Input material:

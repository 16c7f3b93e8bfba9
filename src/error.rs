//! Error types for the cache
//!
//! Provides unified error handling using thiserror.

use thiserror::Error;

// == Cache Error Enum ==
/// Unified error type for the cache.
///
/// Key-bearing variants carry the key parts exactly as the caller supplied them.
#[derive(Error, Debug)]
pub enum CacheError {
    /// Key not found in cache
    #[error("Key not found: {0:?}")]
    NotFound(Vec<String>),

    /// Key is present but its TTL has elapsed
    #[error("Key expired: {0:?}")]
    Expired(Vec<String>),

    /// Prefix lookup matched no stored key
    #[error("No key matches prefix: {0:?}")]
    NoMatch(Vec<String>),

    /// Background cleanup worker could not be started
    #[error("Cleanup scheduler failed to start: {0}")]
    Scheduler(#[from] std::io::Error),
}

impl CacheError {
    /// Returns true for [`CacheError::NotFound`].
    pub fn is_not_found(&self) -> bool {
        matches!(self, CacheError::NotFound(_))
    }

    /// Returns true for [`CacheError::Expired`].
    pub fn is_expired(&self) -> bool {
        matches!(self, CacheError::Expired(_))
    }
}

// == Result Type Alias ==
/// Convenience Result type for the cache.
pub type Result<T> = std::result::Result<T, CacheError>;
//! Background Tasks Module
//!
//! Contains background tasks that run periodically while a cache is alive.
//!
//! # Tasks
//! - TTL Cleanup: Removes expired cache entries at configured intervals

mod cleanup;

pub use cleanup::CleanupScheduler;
--
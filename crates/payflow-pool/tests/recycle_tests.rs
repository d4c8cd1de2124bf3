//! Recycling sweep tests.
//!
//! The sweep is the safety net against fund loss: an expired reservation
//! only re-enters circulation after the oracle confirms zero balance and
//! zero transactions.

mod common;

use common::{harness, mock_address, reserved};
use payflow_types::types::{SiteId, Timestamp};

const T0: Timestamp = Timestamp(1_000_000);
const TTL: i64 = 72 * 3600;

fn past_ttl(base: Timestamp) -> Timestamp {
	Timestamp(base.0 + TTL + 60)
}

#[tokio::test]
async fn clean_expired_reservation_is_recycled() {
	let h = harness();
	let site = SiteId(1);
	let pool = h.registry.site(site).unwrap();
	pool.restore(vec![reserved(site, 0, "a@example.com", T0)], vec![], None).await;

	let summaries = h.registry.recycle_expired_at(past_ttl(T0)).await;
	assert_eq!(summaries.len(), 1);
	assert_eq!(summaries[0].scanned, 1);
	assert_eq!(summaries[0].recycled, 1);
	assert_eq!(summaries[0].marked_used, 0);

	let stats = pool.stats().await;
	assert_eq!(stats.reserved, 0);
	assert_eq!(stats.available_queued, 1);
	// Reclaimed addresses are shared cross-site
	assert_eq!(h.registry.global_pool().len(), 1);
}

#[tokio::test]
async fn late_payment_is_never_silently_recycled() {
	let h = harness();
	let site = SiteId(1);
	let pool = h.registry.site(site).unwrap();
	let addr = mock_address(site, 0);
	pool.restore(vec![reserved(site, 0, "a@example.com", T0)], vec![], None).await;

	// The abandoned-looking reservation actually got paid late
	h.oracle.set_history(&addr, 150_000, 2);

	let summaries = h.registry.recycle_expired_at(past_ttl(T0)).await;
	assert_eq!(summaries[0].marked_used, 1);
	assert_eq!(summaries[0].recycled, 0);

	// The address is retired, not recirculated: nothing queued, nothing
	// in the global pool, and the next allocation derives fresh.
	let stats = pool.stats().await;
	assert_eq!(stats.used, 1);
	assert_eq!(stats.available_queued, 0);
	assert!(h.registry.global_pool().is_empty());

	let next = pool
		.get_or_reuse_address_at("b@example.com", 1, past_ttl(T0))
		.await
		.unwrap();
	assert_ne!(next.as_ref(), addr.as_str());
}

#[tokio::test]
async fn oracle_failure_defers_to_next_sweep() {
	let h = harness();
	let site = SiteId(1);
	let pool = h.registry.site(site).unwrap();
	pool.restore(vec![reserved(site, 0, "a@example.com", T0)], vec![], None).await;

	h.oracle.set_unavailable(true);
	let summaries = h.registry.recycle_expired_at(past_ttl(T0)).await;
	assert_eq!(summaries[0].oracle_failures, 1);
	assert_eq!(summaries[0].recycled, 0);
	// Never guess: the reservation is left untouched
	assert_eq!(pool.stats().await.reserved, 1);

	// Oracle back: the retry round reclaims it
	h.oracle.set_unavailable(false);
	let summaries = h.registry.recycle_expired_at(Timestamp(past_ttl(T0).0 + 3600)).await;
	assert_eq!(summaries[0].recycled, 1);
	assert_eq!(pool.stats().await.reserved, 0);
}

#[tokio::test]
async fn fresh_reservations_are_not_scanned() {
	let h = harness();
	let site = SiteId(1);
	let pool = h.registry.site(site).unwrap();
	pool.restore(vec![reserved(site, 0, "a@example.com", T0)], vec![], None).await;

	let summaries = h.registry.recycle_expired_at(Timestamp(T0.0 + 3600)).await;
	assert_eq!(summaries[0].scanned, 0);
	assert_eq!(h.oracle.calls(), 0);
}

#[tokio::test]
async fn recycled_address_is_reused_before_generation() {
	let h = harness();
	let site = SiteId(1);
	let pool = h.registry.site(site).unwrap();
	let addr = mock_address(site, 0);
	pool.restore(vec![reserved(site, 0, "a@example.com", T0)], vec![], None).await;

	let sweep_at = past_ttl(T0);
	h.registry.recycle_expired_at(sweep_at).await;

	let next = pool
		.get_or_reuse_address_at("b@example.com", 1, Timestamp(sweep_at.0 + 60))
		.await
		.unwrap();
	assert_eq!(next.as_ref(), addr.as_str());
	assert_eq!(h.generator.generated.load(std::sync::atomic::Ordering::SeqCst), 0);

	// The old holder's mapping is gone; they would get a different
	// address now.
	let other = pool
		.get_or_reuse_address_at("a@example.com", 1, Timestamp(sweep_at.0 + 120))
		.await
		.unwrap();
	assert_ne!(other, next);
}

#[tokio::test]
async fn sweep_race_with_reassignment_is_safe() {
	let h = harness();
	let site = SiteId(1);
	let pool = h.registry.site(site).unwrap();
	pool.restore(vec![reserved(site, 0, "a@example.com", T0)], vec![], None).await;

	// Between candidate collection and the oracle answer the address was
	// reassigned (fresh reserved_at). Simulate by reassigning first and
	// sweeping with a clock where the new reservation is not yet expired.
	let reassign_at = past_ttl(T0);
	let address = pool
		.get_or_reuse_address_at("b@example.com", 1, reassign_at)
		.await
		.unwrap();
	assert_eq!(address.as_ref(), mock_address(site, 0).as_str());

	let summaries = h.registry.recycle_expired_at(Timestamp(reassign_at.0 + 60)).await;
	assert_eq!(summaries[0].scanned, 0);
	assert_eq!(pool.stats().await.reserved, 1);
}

Task: Count the lines of the material above that contain the word "stats", then give only that count.

Result of the task: 9